RECORDS FOR THIS TASK START
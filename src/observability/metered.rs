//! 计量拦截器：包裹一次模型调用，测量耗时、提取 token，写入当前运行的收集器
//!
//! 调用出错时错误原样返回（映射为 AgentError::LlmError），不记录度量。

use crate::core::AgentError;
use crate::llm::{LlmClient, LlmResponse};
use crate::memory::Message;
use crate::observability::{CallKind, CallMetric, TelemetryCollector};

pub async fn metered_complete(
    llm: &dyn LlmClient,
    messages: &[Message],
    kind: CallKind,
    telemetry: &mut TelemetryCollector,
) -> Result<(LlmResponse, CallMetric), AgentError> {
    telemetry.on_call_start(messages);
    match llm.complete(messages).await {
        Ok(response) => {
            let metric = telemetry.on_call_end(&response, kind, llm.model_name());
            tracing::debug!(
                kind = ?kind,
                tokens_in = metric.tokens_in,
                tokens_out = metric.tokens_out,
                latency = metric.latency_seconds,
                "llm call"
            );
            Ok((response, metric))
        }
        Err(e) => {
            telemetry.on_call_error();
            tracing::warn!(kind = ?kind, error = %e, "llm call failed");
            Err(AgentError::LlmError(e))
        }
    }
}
RECORDS FOR THIS TASK END
### TASK PROMPT:
Your answer should be the lines above, from the line containing "telemetry.on_call_start(messages);" up to and including the line containing "Ok((response, metric))", reproduced exactly and with nothing else.

### TASK RESULT:
    telemetry.on_call_start(messages);
    match llm.complete(messages).await {
        Ok(response) => {
            let metric = telemetry.on_call_end(&response, kind, llm.model_name());
            tracing::debug!(
                kind = ?kind,
                tokens_in = metric.tokens_in,
                tokens_out = metric.tokens_out,
                latency = metric.latency_seconds,
                "llm call"
            );
            Ok((response, metric))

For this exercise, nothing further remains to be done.